==== Data for the task ====

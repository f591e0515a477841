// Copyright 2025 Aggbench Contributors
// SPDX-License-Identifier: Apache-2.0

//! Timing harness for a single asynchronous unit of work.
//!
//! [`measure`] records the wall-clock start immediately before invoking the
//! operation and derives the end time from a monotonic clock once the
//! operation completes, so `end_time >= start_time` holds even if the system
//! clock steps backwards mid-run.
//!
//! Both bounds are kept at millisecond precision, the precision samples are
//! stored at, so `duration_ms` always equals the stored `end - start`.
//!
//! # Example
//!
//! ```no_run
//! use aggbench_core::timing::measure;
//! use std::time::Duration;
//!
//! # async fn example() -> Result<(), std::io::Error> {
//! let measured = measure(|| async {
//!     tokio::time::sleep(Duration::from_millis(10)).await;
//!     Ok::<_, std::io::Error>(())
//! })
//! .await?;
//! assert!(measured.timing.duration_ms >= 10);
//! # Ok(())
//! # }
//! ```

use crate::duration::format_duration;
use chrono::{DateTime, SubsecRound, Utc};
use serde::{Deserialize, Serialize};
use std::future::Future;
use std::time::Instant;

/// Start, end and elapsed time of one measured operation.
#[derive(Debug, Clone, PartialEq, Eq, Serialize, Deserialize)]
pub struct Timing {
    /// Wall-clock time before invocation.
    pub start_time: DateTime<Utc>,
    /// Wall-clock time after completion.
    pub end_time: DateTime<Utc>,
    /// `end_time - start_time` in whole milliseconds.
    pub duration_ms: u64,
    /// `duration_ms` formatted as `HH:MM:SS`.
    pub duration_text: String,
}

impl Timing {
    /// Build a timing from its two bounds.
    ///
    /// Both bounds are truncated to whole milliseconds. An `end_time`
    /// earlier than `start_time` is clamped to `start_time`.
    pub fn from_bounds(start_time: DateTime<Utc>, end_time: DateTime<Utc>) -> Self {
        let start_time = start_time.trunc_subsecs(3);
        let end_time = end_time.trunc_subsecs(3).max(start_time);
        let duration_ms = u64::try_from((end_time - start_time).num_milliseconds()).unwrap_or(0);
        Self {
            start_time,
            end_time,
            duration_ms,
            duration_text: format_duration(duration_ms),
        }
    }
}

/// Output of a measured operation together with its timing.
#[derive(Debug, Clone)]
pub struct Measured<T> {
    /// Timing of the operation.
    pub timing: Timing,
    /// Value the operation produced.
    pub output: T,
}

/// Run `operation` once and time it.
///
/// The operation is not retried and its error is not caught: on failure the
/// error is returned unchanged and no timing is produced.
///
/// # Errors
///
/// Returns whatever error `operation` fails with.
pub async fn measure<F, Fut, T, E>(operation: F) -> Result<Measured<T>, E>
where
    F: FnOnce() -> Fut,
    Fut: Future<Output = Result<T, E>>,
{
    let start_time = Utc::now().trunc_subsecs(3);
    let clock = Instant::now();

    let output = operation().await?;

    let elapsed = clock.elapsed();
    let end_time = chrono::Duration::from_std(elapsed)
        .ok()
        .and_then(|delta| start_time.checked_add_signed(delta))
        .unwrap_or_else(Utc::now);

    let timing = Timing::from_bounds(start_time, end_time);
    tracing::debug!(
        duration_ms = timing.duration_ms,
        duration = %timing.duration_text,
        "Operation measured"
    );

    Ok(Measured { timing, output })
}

====
==== Data for the task ====

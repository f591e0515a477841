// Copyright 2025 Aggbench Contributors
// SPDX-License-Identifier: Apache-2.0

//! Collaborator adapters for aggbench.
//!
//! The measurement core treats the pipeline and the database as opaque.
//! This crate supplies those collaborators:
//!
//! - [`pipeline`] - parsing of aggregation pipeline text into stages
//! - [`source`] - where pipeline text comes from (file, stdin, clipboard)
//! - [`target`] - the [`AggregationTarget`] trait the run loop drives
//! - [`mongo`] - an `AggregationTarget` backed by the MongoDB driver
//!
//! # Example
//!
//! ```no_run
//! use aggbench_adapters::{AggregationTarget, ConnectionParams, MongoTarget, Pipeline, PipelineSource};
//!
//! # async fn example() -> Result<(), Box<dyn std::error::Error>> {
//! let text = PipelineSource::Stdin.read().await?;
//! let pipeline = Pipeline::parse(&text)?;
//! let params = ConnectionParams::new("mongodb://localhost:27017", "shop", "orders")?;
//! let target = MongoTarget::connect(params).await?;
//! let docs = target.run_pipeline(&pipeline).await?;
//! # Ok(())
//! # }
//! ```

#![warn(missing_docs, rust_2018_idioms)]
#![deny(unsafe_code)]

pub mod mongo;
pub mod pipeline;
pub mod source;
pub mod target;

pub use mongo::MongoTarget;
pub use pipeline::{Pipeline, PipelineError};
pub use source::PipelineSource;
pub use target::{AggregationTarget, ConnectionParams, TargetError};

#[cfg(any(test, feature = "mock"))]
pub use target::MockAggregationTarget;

====

Task to complete: Go over the entries above and tally the lines holding "PipelineSource"; please answer with the number alone.

Solution for this exercise: 3